Problem
In the records that follow, find the line with "pub fn suffix(&self)"; from there, retype every line exactly through the line with "if let Some(col)", which also belongs to the answer.

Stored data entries
# # #

// crates/toc_report/src/formatter.rs
//
// Proposal formatters: how one proposal row, and the section around a list of
// rows, appear in a rendered TOC. Formatters emit plan fragments (`Node`s), not
// text; the interpreter binds the current proposal and the viewer's
// accessible set when the fragment runs.

use std::fmt;
use std::sync::Arc;

use serde::ser::SerializeMap;
use serde::{Serialize, Serializer};
use toc_core::{ColumnSpec, FormatterSpec, ProposalFields, ProposalKey};

use crate::plan::Node;
use crate::ReportError;

/// Column read by the table link wrapper when none is configured.
pub const DEFAULT_TITLE_COLUMN: &str = "MediaWiki Title";

const TABLE_OPEN: &str =
    "{| class=\"wikitable bs-exportable exportable sortable\" style=\"border-style: solid; border-color: gray; border-width: 5px;\"\n";
const TABLE_CLOSE: &str = "|}\n";

// ------------------------- computed cells -------------------------

/// What a computed cell sees: the proposal key and the fields visible to the
/// current viewer.
#[derive(Clone, Copy, Debug)]
pub struct RowView<'a> {
    pub key: &'a ProposalKey,
    pub fields: &'a ProposalFields,
}

impl<'a> RowView<'a> {
    pub fn field(&self, column: &str) -> Option<&'a str> {
        self.fields.get(column).map(String::as_str)
    }
}

pub type CellFn = Arc<dyn Fn(&RowView<'_>) -> String + Send + Sync>;

/// A row-level computed value. Closures serve library callers; templates
/// (minijinja, with `key` and `row` in scope) serve manifest-configured TOCs.
/// Either way the computation handles absent fields itself.
#[derive(Clone)]
pub enum Computed {
    Template(String),
    Func { label: String, f: CellFn },
}

impl fmt::Debug for Computed {
    fn fmt(&self, f: &mut fmt::Formatter<'_>) -> fmt::Result {
        match self {
            Computed::Template(src) => f.debug_tuple("Template").field(src).finish(),
            Computed::Func { label, .. } => f.debug_struct("Func").field("label", label).finish_non_exhaustive(),
        }
    }
}

impl PartialEq for Computed {
    fn eq(&self, other: &Self) -> bool {
        match (self, other) {
            (Computed::Template(a), Computed::Template(b)) => a == b,
            (Computed::Func { label: a, f: fa }, Computed::Func { label: b, f: fb }) => a == b && Arc::ptr_eq(fa, fb),
            _ => false,
        }
    }
}

impl Eq for Computed {}

impl Serialize for Computed {
    fn serialize<S: Serializer>(&self, serializer: S) -> Result<S::Ok, S::Error> {
        let mut map = serializer.serialize_map(Some(1))?;
        match self {
            Computed::Template(src) => map.serialize_entry("template", src)?,
            Computed::Func { label, .. } => map.serialize_entry("function", label)?,
        }
        map.end()
    }
}

// ------------------------- column definitions -------------------------

/// Where a table cell's value comes from.
#[derive(Clone, Debug, PartialEq, Eq, Serialize)]
#[serde(rename_all = "snake_case")]
pub enum ColumnSource {
    /// A proposal column; rows are guarded on the viewer seeing that field.
    Direct(String),
    /// Computed per row; never guarded.
    Computed(Computed),
}

#[derive(Clone, Debug, PartialEq, Eq, Serialize)]
pub struct ColumnDef {
    pub heading: String,
    pub source: ColumnSource,
    pub link: bool,
    pub right_aligned: bool,
}

impl ColumnDef {
    pub fn direct(heading: impl Into<String>, column: impl Into<String>) -> Self {
        Self::with_source(heading, ColumnSource::Direct(column.into()))
    }

    pub fn template(heading: impl Into<String>, source: impl Into<String>) -> Self {
        Self::with_source(heading, ColumnSource::Computed(Computed::Template(source.into())))
    }

    pub fn computed<F>(heading: impl Into<String>, label: impl Into<String>, f: F) -> Self
    where
        F: Fn(&RowView<'_>) -> String + Send + Sync + 'static,
    {
        Self::with_source(heading, ColumnSource::Computed(Computed::Func { label: label.into(), f: Arc::new(f) }))
    }

    fn with_source(heading: impl Into<String>, source: ColumnSource) -> Self {
        Self { heading: heading.into(), source, link: false, right_aligned: false }
    }

    pub fn linked(mut self) -> Self {
        self.link = true;
        self
    }

    pub fn right_aligned(mut self) -> Self {
        self.right_aligned = true;
        self
    }
}

impl TryFrom<&ColumnSpec> for ColumnDef {
    type Error = ReportError;

    fn try_from(spec: &ColumnSpec) -> Result<Self, Self::Error> {
        let source = match (&spec.name, &spec.template) {
            (Some(name), None) => ColumnSource::Direct(name.clone()),
            (None, Some(src)) => ColumnSource::Computed(Computed::Template(src.clone())),
            (Some(_), Some(_)) => {
                return Err(ReportError::ColumnDefinition {
                    heading: spec.heading.clone(),
                    problem: "both a column name and a computed template were given",
                })
            }
            (None, None) => {
                return Err(ReportError::ColumnDefinition {
                    heading: spec.heading.clone(),
                    problem: "neither a column name nor a computed template was given",
                })
            }
        };
        Ok(ColumnDef {
            heading: spec.heading.clone(),
            source,
            link: spec.link,
            right_aligned: spec.right_aligned,
        })
    }
}

// ------------------------- formatters -------------------------

#[derive(Clone, Debug, PartialEq, Eq, Serialize)]
pub struct TableFormatter {
    columns: Vec<ColumnDef>,
    title_column: String,
}

impl TableFormatter {
    pub fn new(columns: Vec<ColumnDef>) -> Self {
        Self { columns, title_column: DEFAULT_TITLE_COLUMN.to_string() }
    }

    pub fn with_title_column(mut self, column: impl Into<String>) -> Self {
        self.title_column = column.into();
        self
    }

    /// Validate raw descriptors; the first bad one is reported.
    pub fn from_specs(specs: &[ColumnSpec]) -> Result<Self, ReportError> {
        let columns = specs.iter().map(ColumnDef::try_from).collect::<Result<Vec<_>, _>>()?;
        Ok(Self::new(columns))
    }

    pub fn columns(&self) -> &[ColumnDef] {
        &self.columns
    }

    fn prefix(&self) -> Vec<Node> {
        let mut nodes = vec![Node::text(TABLE_OPEN)];
        for col in &self.columns {
            let heading = Node::text(format!("! {}\n", col.heading));
            match &col.source {
                // Header visibility follows the viewer's first accessible proposal.
                ColumnSource::Direct(name) => nodes.push(Node::IfColumnVisible { column: name.clone(), body: vec![heading] }),
                ColumnSource::Computed(_) => nodes.push(heading),
            }
        }
        nodes
    }

    fn row(&self) -> Vec<Node> {
        let mut nodes = vec![Node::text("|-\n")];
        for col in &self.columns {
            let style = if col.right_aligned {
                "| style='vertical-align:top;text-align:right;' |"
            } else {
                "| style='vertical-align:top;' |"
            };
            let value = match &col.source {
                ColumnSource::Direct(name) => Node::Field { column: name.clone() },
                ColumnSource::Computed(c) => Node::Computed { value: c.clone() },
            };
            let value = if col.link {
                Node::ProposalLink { title_column: self.title_column.clone(), body: vec![value] }
            } else {
                value
            };
            let cell = vec![Node::text(style), value, Node::text("\n")];
            match &col.source {
                ColumnSource::Direct(name) => nodes.push(Node::IfField { column: name.clone(), body: cell }),
                ColumnSource::Computed(_) => nodes.extend(cell),
            }
        }
        nodes
    }
}

/// Closed set of formatters.
#[derive(Clone, Debug, Default, PartialEq, Eq, Serialize)]
#[serde(tag = "type", content = "table", rename_all = "snake_case")]
pub enum ProposalFormatter {
    /// `* <toc line>` per proposal; no section wrapper.
    #[default]
    WikiList,
    WikiTable(TableFormatter),
}

impl ProposalFormatter {
    /// Opening of a section holding a list of proposals.
    pub fn prefix(&self) -> Vec<Node> {
        match self {
            ProposalFormatter::WikiList => Vec::new(),
            ProposalFormatter::WikiTable(t) => t.prefix(),
        }
    }

    /// One proposal row; runs with the current proposal bound.
    pub fn format_proposal(&self) -> Vec<Node> {
        match self {
            ProposalFormatter::WikiList => vec![Node::text("* "), Node::TocLine, Node::text("\n")],
            ProposalFormatter::WikiTable(t) => t.row(),
        }
    }

    /// Closing of a section.
    pub fn suffix(&self) -> Vec<Node> {
        match self {
            ProposalFormatter::WikiList => Vec::new(),
            ProposalFormatter::WikiTable(_) => vec![Node::text(TABLE_CLOSE)],
        }
    }
}

impl TryFrom<&FormatterSpec> for ProposalFormatter {
    type Error = ReportError;

    fn try_from(spec: &FormatterSpec) -> Result<Self, Self::Error> {
        match spec {
            FormatterSpec::WikiList => Ok(ProposalFormatter::WikiList),
            FormatterSpec::WikiTable { title_column, columns } => {
                let mut table = TableFormatter::from_specs(columns)?;
                if let Some(col) = title_column {
                    table = table.with_title_column(col.clone());
                }
                Ok(ProposalFormatter::WikiTable(table))
            }
        }
    }
}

# # #

Task solution
    pub fn suffix(&self) -> Vec<Node> {
        match self {
            ProposalFormatter::WikiList => Vec::new(),
            ProposalFormatter::WikiTable(_) => vec![Node::text(TABLE_CLOSE)],
        }
    }
}

impl TryFrom<&FormatterSpec> for ProposalFormatter {
    type Error = ReportError;

    fn try_from(spec: &FormatterSpec) -> Result<Self, Self::Error> {
        match spec {
            FormatterSpec::WikiList => Ok(ProposalFormatter::WikiList),
            FormatterSpec::WikiTable { title_column, columns } => {
                let mut table = TableFormatter::from_specs(columns)?;
                if let Some(col) = title_column {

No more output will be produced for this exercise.